True.  It is not advisable to use --simplify-merges unless you are
limiting the history at the bottom for that reason.

> In some sense, users are asking for the "first" merge commit to
> bring in the change to their branch. As long as the parent order is
> consistent, this can be handled with the following rule:
>
>   Include a merge commit if it is not TREESAME to its first
>   parent, but is TREESAME to a later parent.

"but is" -> "even if it is" would make it a bit more accurate, I
would think.  Normally, such a merge that is treesame to some side
branch is omitted from the output, but the rule wants it to be shown
even if all the changes were brought in from one single parent.

> Update Documentation/rev-list-options.txt with significant details
> around this option. This requires updating the example in the
> History Simplification section to demonstrate some of the problems
> with TREESAME second parents.

Good.

> diff --git a/revision.c b/revision.c
> index 8136929e236..f89dd6caa55 100644
> --- a/revision.c
> +++ b/revision.c
> @@ -870,7 +870,19 @@ static void try_to_simplify_commit(struct rev_info *revs, struct commit *commit)
>  			}
>  			parent->next = NULL;
>  			commit->parents = parent;
> -			commit->object.flags |= TREESAME;
> +
> +			/*
> +			 * A merge commit is a "diversion" if it is not
> +			 * TREESAME to its first parent but is TREESAME
> +			 * to a later parent. In the simplified history,
> +			 * we "divert" the history walk to the later
> +			 * parent.

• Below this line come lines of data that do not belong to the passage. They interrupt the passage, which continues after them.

impl Session {
    fn open(manager: &ConfigManager, config: &TrackerConfig) -> Result<Self> {
        let backend = FileStore::new(config.store_dir(manager.base_dir()))?;
        let clock: Arc<dyn Clock> = Arc::new(SystemClock);
        let persistence =
            Persistence::new(Box::new(backend), config.storage.clone(), Arc::clone(&clock));
        let (store, start) = TransactionStore::hydrate_or_seed(
            persistence,
            clock,
            Arc::new(UuidGenerator),
            config.seed_demo_data,
        )?;

        output::set_preferences(OutputPreferences {
            dark_mode: store.dark_mode(),
            plain: env::var_os("NO_COLOR").is_some(),
        });
        if let SessionStart::Seeded { count } = start {
            output::info(format!("Loaded {count} demo transaction(s) to get you started."));
        }

        Ok(Self {
            store,
            base: manager.base_dir().to_path_buf(),
        })
    }

    fn dispatch(&mut self, command: &str, args: Vec<String>) -> Result<()> {
        match command {
            "list" => self.list(args),
            "add" => self.add(args),
            "update" => self.update(args),
            "remove" => self.remove(args),
            "summary" => self.summary(args),
            "monthly" => self.monthly(args),
            "categories" => self.categories(args),
            "budgets" => self.budgets(args),
            "set-budget" => self.set_budget(args),
            "reset-budgets" => self.reset_budgets(args),
            "import" => self.import(args),
            "export" => self.export(args),
            "theme" => self.theme(args),
            other => {
                print_usage();
                Err(TrackerError::InvalidInput(format!(
                    "unknown command `{other}`"
                )))
            }
        }
    }

    fn list(&mut self, mut args: Vec<String>) -> Result<()> {
        let month = take_option(&mut args, "--month")?;
        let search = take_option(&mut args, "--search")?;
        ensure_consumed(&args)?;

        if let Some(month) = month {
            let filter: MonthFilter = month.parse().map_err(TrackerError::InvalidInput)?;
            self.store.set_filter(filter);
        }
        if let Some(search) = search {
            self.store.set_search_query(search);
        }

        let view = self.store.filtered_view();
        output::section(format!("Transactions ({})", self.store.state().current_filter));
        if view.is_empty() {
            output::info("No transactions found.");
            return Ok(());
        }
        for txn in &view {
            output::info(format!(
                "{}  {:<14} {}  {}  {}",
                txn.date,
                category::label_for(&txn.category),
                output::amount(txn.kind, txn.amount),
                txn.description,
                output::accent(&txn.id.to_string())
            ));
        }
        output::info(format!("{} transaction(s)", view.len()));
        Ok(())
    }

    fn add(&mut self, args: Vec<String>) -> Result<()> {
        if args.len() < 5 {
            return Err(TrackerError::InvalidInput(
                "usage: add <income|expense> <amount> <category> <date> <description...>".into(),
            ));
        }
        let record = NewTransaction::new(
            parse_kind(&args[0])?,
            parse_amount(&args[1])?,
            resolve_category(&args[2]),
            parse_date(&args[3])?,
            args[4..].join(" "),
        );
        let id = self.store.add_validated(record)?;
        output::success(format!("Added transaction {id}"));
        self.warn_if_near_quota();
        Ok(())
    }

    fn update(&mut self, mut args: Vec<String>) -> Result<()> {
        if args.is_empty() {
            return Err(TrackerError::InvalidInput(
                "usage: update <id> [--amount N] [--category K] [--date D] [--description T] [--type T]"
                    .into(),
            ));
        }
        let id = parse_id(&args.remove(0))?;

        let mut patch = TransactionPatch::default();
        if let Some(raw) = take_option(&mut args, "--amount")? {
            patch = patch.amount(parse_amount(&raw)?);
        }
        if let Some(raw) = take_option(&mut args, "--category")? {
            patch = patch.category(resolve_category(&raw));
        }
        if let Some(raw) = take_option(&mut args, "--date")? {
            patch = patch.date(parse_date(&raw)?);
        }
        if let Some(raw) = take_option(&mut args, "--description")? {
            patch = patch.description(raw);
        }
        if let Some(raw) = take_option(&mut args, "--type")? {
            patch = patch.kind(parse_kind(&raw)?);
        }
        ensure_consumed(&args)?;
        if patch.is_empty() {
            return Err(TrackerError::InvalidInput(
                "nothing to update; pass at least one field flag".into(),
            ));
        }

        self.store.start_edit(id)?;
        self.store.update(id, patch)?;
        output::success(format!("Updated transaction {id}"));
        self.warn_if_near_quota();
        Ok(())
    }

    fn remove(&mut self, args: Vec<String>) -> Result<()> {
        let raw = single_argument(&args, "usage: remove <id>")?;
        let id = parse_id(raw)?;
        if self.store.remove(id)? {
            output::success(format!("Removed transaction {id}"));
        } else {
            output::warning(format!("No transaction with id {id}"));
        }
        Ok(())
    }

    fn summary(&mut self, args: Vec<String>) -> Result<()> {
        ensure_consumed(&args)?;
        let totals = self.store.summary_totals();
        output::section("Summary");
        output::info(format!(
            "Total income:   {}",
            output::amount(TransactionKind::Income, totals.total_income)
        ));
        output::info(format!(
            "Total expenses: {}",
            output::amount(TransactionKind::Expense, totals.total_expenses)
        ));
        output::info(format!(
            "Net balance:    {}",
            output::balance(totals.net_balance)
        ));
        Ok(())
    }

    fn monthly(&mut self, args: Vec<String>) -> Result<()> {
        let year = match args.as_slice() {
            [] => self.store.clock().today().year(),
            [raw] => raw
                .parse()
                .map_err(|_| TrackerError::InvalidInput(format!("`{raw}` is not a year")))?,
            _ => return Err(TrackerError::InvalidInput("usage: monthly [YEAR]".into())),
        };

        output::section(format!("Income vs expenses {year}"));
        for bucket in self.store.monthly_series(year) {
            output::info(format!(
                "{}  {}  {}  net {}",
                bucket.month,
                output::amount(TransactionKind::Income, bucket.income),
                output::amount(TransactionKind::Expense, bucket.expense),
                output::balance(bucket.net())
            ));
        }
        Ok(())
    }

    fn categories(&mut self, args: Vec<String>) -> Result<()> {
        ensure_consumed(&args)?;
        let breakdown = self.store.category_breakdown();
        output::section("Expenses by category");
        if breakdown.is_empty() {
            output::info("No expenses recorded.");
            return Ok(());
        }
        let total: f64 = breakdown.iter().map(|entry| entry.amount).sum();
        for entry in &breakdown {
            output::info(format!(
                "{:<14} ${:.2} ({:.1}%)",
                category::label_for(&entry.category),
                entry.amount,
                entry.share_of(total)
            ));
        }
        Ok(())
    }

    fn budgets(&mut self, args: Vec<String>) -> Result<()> {
        let month = match args.as_slice() {
            [] => self.store.clock().current_month(),
            [raw] => raw.parse::<YearMonth>().map_err(TrackerError::InvalidInput)?,
            _ => return Err(TrackerError::InvalidInput("usage: budgets [YYYY-MM]".into())),
        };

        output::section(format!("Budgets for {month}"));
        for progress in self.store.budget_utilization_for(month) {
            let filled = (progress.bar_width() / 100.0 * BAR_WIDTH as f64).round() as usize;
            let bar = format!("[{}{}]", "#".repeat(filled), ".".repeat(BAR_WIDTH - filled));
            let mut line = format!(
                "{:<14} {} ${:.2} / ${:.2} ({:.0}%)",
                progress.label,
                output::tier(progress.tier, &bar),
                progress.spent,
                progress.limit,
                progress.percentage
            );
            if progress.is_over_budget() {
                line.push_str(&format!(" over by ${:.2}", -progress.remaining()));
            }
            output::info(line);
        }
        Ok(())
    }

    fn set_budget(&mut self, args: Vec<String>) -> Result<()> {
        let [raw_category, raw_limit] = args.as_slice() else {
            return Err(TrackerError::InvalidInput(
                "usage: set-budget <category> <limit>".into(),
            ));
        };
        let key = resolve_category(raw_category);
        let limit = parse_amount(raw_limit)?;
        self.store.set_budget(&key, limit)?;
        output::success(format!(
            "{} budget set to ${limit:.2}",
            category::label_for(&key)
        ));
        self.warn_if_near_quota();
        Ok(())
    }

    fn reset_budgets(&mut self, args: Vec<String>) -> Result<()> {
        ensure_consumed(&args)?;
        self.store.reset_budgets()?;
        output::success("Budgets reset to defaults");
        Ok(())
    }

    fn import(&mut self, mut args: Vec<String>) -> Result<()> {
        let assume_yes = take_switch(&mut args, "--yes");
        let path = PathBuf::from(single_argument(&args, "usage: import <file> [--yes]")?);

        match transfer::import_file(&mut self.store, &path, |preview| {
            io::confirm_import(preview, assume_yes)
        })? {
            ImportOutcome::Imported { count } => {
                output::success(format!("Successfully imported {count} transaction(s)!"));
                self.warn_if_near_quota();
            }
            ImportOutcome::Declined => output::info("Import cancelled."),
        }
        Ok(())
    }

    fn export(&mut self, args: Vec<String>) -> Result<()> {
        let (raw_format, target) = match args.as_slice() {
            [format] => (format, None),
            [format, path] => (format, Some(PathBuf::from(path))),
            _ => {
                return Err(TrackerError::InvalidInput(
                    "usage: export <csv|json> [path]".into(),
                ))
            }
        };
        let format = ImportFormat::from_extension(raw_format)?;
        let transactions = self.store.transactions();
        let content = match format {
            ImportFormat::Csv => transfer::to_csv(transactions),
            ImportFormat::Json => transfer::to_json(transactions, self.store.clock())?,
        };
        let path = target.unwrap_or_else(|| self.default_export_path(format));
        write_file_atomic(&path, content.as_bytes())?;
        output::success(format!(
            "Exported {} transaction(s) to {}",
            transactions.len(),
            path.display()
        ));
        Ok(())
    }

    fn theme(&mut self, args: Vec<String>) -> Result<()> {
        let dark_mode = match single_argument(&args, "usage: theme <dark|light>")? {
            "dark" => true,
            "light" => false,
            other => {
                return Err(TrackerError::InvalidInput(format!(
                    "unknown theme `{other}`; use dark or light"
                )))
            }
        };
        self.store.set_dark_mode(dark_mode)?;
        output::set_preferences(OutputPreferences {
            dark_mode,
            plain: env::var_os("NO_COLOR").is_some(),
        });
        output::success(format!(
            "Theme set to {}",
            if dark_mode { "dark" } else { "light" }
        ));
        Ok(())
    }

    fn default_export_path(&self, format: ImportFormat) -> PathBuf {
        export_path_in(&self.base, format, self.store.clock())
    }

    fn warn_if_near_quota(&self) {
        if let Some(usage) = self.store.storage_usage() {
            if usage.is_near_quota() {
                output::warning(format!(
                    "Storage is {:.0}% full. Consider exporting your data as a backup.",
                    usage.percent()
                ));
            }
        }
    }
}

These commits are shown when "show_pulls"
> +			 * is enabled, so do not mark the object as
> +			 * TREESAME here.

As we no longer use the word "diversion", this explanation should
shift the focus from defining the word "diversion" and giving its
background to explaining why the above parent rewriting is done and
why the TREESAME marking is conditional, e.g.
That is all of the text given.